Für die Verjährung der Festsetzung der Beiträge ist der Beginn der sachlichen Beitragspflicht maßgeblich. In der Rechtsprechung wird vielfach die Auffassung vertreten, dass diese Beitragspflicht erst mit der rechtlichen Absicherung der Ver- und Entsorgung durch eine entsprechende wirksame Satzung beginnen könne. Diese Anknüpfung an den Satzungserlass führt aber dazu, dass die Versorgungsträger durch Erlass einer solchen Satzung letztlich selbst bestimmen, ab wann die Festsetzungsverjährung läuft. Diese Auffassung ist daher auch in der Rechtsprechung nicht unumstritten. Das verbriefte Recht zur Nutzung öffentlicher Anlagen bestand nämlich nicht erst ab Satzungserlass, sondern schon mit dem Einigungsvertrag und der Möglichkeit der Regelung der Beitragserhebung in den Kommunalabgabengesetzen, die in den neuen Ländern den frühen Neunzigerjahren erlassen wurden. Da die Versorgungseinrichtungen bereits bestanden, muss die Festsetzung des Beitrages auch ab diesem Zeitpunkt verjähren, da dann eine Festsetzung erstmals möglich gewesen wäre.
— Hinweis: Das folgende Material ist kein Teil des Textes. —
//! Per-part gain buckets: an ordered map from gain value to the head of a doubly-linked list of
//! unlocked cells, plus the balance-filtered selection rule that picks the next move.
//!
//! The doubly-linked lists are arena-indexed rather than pointer-linked: each cell owns exactly
//! one node for its whole lifetime (the `prev`/`next` fields embedded directly on [`Cell`]), so
//! there's no separate node arena to keep in sync — just the `gain -> head` maps below.

use std::collections::btree_map::Entry;
use std::collections::BTreeMap;

use crate::ids::{NodeIdx, Part};
use crate::netlist::Netlist;

/// The two per-part `gain -> head` maps: one ordered bucket list per part.
#[derive(Debug, Clone, Default)]
pub(crate) struct GainBuckets {
    heads: [BTreeMap<i32, NodeIdx>; 2],
}

impl GainBuckets {
    pub fn new() -> Self {
        Self::default()
    }

    /// Places `cell_id` in `bList[part][gain]`. If the bucket is empty it becomes the head;
    /// otherwise it becomes the new head, pushed in front of the existing one (O(1): the old
    /// head becomes `cell_id`'s successor, and the map entry is repointed to `cell_id`). This is
    /// also the tie-break policy: among cells with equal gain, the most recently inserted one is
    /// returned first by [`Self::max_candidate`].
    pub fn insert(&mut self, netlist: &mut Netlist, cell_id: NodeIdx, part: Part, gain: i32) {
        match self.heads[part.index()].entry(gain) {
            Entry::Vacant(e) => {
                e.insert(cell_id);
                netlist.cells[cell_id].prev = None;
                netlist.cells[cell_id].next = None;
            }
            Entry::Occupied(mut e) => {
                let old_head = *e.get();
                netlist.cells[cell_id].next = Some(old_head);
                netlist.cells[cell_id].prev = None;
                netlist.cells[old_head].prev = Some(cell_id);
                e.insert(cell_id);
            }
        }
    }

    /// Unlinks `cell_id` from its doubly-linked list at `(part, gain)`. If it was the head: when
    /// the list becomes empty the map entry is erased; when a successor exists, the map entry is
    /// repointed to it and the successor's `prev` is cleared.
    pub fn remove(&mut self, netlist: &mut Netlist, cell_id: NodeIdx, part: Part, gain: i32) {
        let prev = netlist.cells[cell_id].prev;
        let next = netlist.cells[cell_id].next;

        match prev {
            None => {
                // `cell_id` was the head.
                match next {
                    None => {
                        self.heads[part.index()].remove(&gain);
                    }
                    Some(next_id) => {
                        netlist.cells[next_id].prev = None;
                        self.heads[part.index()].insert(gain, next_id);
                    }
                }
            }
            Some(prev_id) => {
                netlist.cells[prev_id].next = next;
                if let Some(next_id) = next {
                    netlist.cells[next_id].prev = Some(prev_id);
                }
            }
        }

        netlist.cells[cell_id].prev = None;
        netlist.cells[cell_id].next = None;
    }

    fn max_gain(&self, part: Part) -> Option<(i32, NodeIdx)> {
        self.heads[part.index()]
            .iter()
            .next_back()
            .map(|(&gain, &id)| (gain, id))
    }

    /// Returns the highest-gain unlocked cell whose removal keeps `part_size[source] > min_size`,
    /// or `None` if no legal move exists. Prefers the higher-gain part; falls back to the other
    /// part if the higher-gain part can't legally lose a cell.
    pub fn max_candidate(&self, part_size: [u32; 2], min_size: u32) -> Option<(Part, NodeIdx)> {
        let legal = |part: Part| part_size[part.index()] > min_size;

        let a = self.max_gain(Part::A);
        let b = self.max_gain(Part::B);

        match (a, b) {
            (Some((ga, ida)), Some((gb, idb))) => {
                if ga >= gb {
                    legal(Part::A)
                        .then_some((Part::A, ida))
                        .or_else(|| legal(Part::B).then_some((Part::B, idb)))
                } else {
                    legal(Part::B)
                        .then_some((Part::B, idb))
                        .or_else(|| legal(Part::A).then_some((Part::A, ida)))
                }
            }
            (Some((_, ida)), None) => legal(Part::A).then_some((Part::A, ida)),
            (None, Some((_, idb))) => legal(Part::B).then_some((Part::B, idb)),
            (None, None) => None,
        }
    }
}

#[cfg(test)]
mod tests {
    use super::*;
    use crate::netlist::NetlistBuilder;

    fn dummy_netlist(n: usize) -> Netlist {
        let mut b = NetlistBuilder::new();
        let names: Vec<String> = (0..n).map(|i| format!("c{i}")).collect();
        let refs: Vec<&str> = names.iter().map(String::as_str).collect();
        b.add_net("n0", &refs).unwrap();
        b.finish()
    }

    #[test]
    fn insert_then_remove_empties_bucket() {
        let mut netlist = dummy_netlist(1);
        let mut buckets = GainBuckets::new();
        let id = crate::ids::CellId::new(0);
        buckets.insert(&mut netlist, id, Part::A, 3);
        assert_eq!(buckets.max_gain(Part::A), Some((3, id)));
        buckets.remove(&mut netlist, id, Part::A, 3);
        assert_eq!(buckets.max_gain(Part::A), None);
    }

    #[test]
    fn most_recent_insert_wins_ties() {
        let mut netlist = dummy_netlist(3);
        let mut buckets = GainBuckets::new();
        let (c0, c1, c2) = (
            crate::ids::CellId::new(0),
            crate::ids::CellId::new(1),
            crate::ids::CellId::new(2),
        );
        buckets.insert(&mut netlist, c0, Part::A, 1);
        buckets.insert(&mut netlist, c1, Part::A, 1);
        buckets.insert(&mut netlist, c2, Part::A, 1);
        // c2 was inserted last, so it's the head and wins the tie-break.
        assert_eq!(buckets.max_gain(Part::A), Some((1, c2)));
        buckets.remove(&mut netlist, c2, Part::A, 1);
        assert_eq!(buckets.max_gain(Part::A), Some((1, c1)));
        buckets.remove(&mut netlist, c1, Part::A, 1);
        assert_eq!(buckets.max_gain(Part::A), Some((1, c0)));
    }

    #[test]
    fn max_candidate_prefers_higher_gain_part() {
        let mut netlist = dummy_netlist(2);
        let mut buckets = GainBuckets::new();
        let c0 = crate::ids::CellId::new(0);
        let c1 = crate::ids::CellId::new(1);
        buckets.insert(&mut netlist, c0, Part::A, 5);
        buckets.insert(&mut netlist, c1, Part::B, 2);
        assert_eq!(
            buckets.max_candidate([10, 10], 0),
            Some((Part::A, c0))
        );
    }

    #[test]
    fn max_candidate_falls_back_when_source_too_small() {
        let mut netlist = dummy_netlist(2);
        let mut buckets = GainBuckets::new();
        let c0 = crate::ids::CellId::new(0);
        let c1 = crate::ids::CellId::new(1);
        buckets.insert(&mut netlist, c0, Part::A, 5);
        buckets.insert(&mut netlist, c1, Part::B, 2);
        // Part A only has `min_size` cells, so it can't legally lose one.
        assert_eq!(
            buckets.max_candidate([4, 10], 4),
            Some((Part::B, c1))
        );
    }

    #[test]
    fn max_candidate_none_when_both_blocked() {
        let buckets = GainBuckets::new();
        assert_eq!(buckets.max_candidate([4, 4], 4), None);
    }
}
Die fünfjährige Verjährungsfrist wäre demnach in den Altanschlussfällen bereits abgelaufen.
In Mecklenburg-Vorpommern wurde durch Änderung des Kommunalabgabengesetzes im Jahre 2005 die Verjährung aber sogar bis spätestens 31.12.2008 ausgeschlossen, um die Erhebung auch noch länger nach Erlass der Satzungen zu ermöglichen.
Dass aufgrund solcher Gesetzesänderung und der oben genannten Rechtsprechung eine Verjährung praktisch ausgeschlossen wird, widerspricht rechtsstaatlichen Grundsätzen. Denn Gesetze und Satzungen begründen so rückwirkend eine Beitragspflicht. Es kann aber nicht sein, dass der Bürger keinerlei Rechtssicherheit hat und jederzeit für den Anschluss seines Grundstücks herangezogen werden könnte, auch wenn dieser bereits vor 100 Jahren gelegt wurden. So wurde bei Erschließungsbeiträgen nach BauGB gemäß dem Einigungsvertrag auch ausdrücklich geregelt, dass ein eine Inanspruchnahme von bereits zu DDR-Zeiten erschlossenen Grundstücken ausgeschlossen ist. Gleiches muss auch für die kommunalen Anschlussbeiträge gelten.
Im Hinblick auf die Altanschließerproblematik ist nach der bisherigen Rechtsprechung einiger Verwaltungsgerichte mit einer erfolgreichen Klage somit nicht ohne weiteres zu rechnen. Eine Klärung dessen wird eventuell erst nach dem Gang durch die Instanzen vor dem Bundesverfassungsgericht oder auf europäischer Ebene herbeigeführt werden können. Im Jahr 2006 sind bereits Verfassungsbeschwerden hierzu eingereicht worden, die jedoch nicht zur Entscheidung angenommen wurden. Eine Verfassungsgerichtsentscheidung in der Sache wurde also noch nicht getroffen.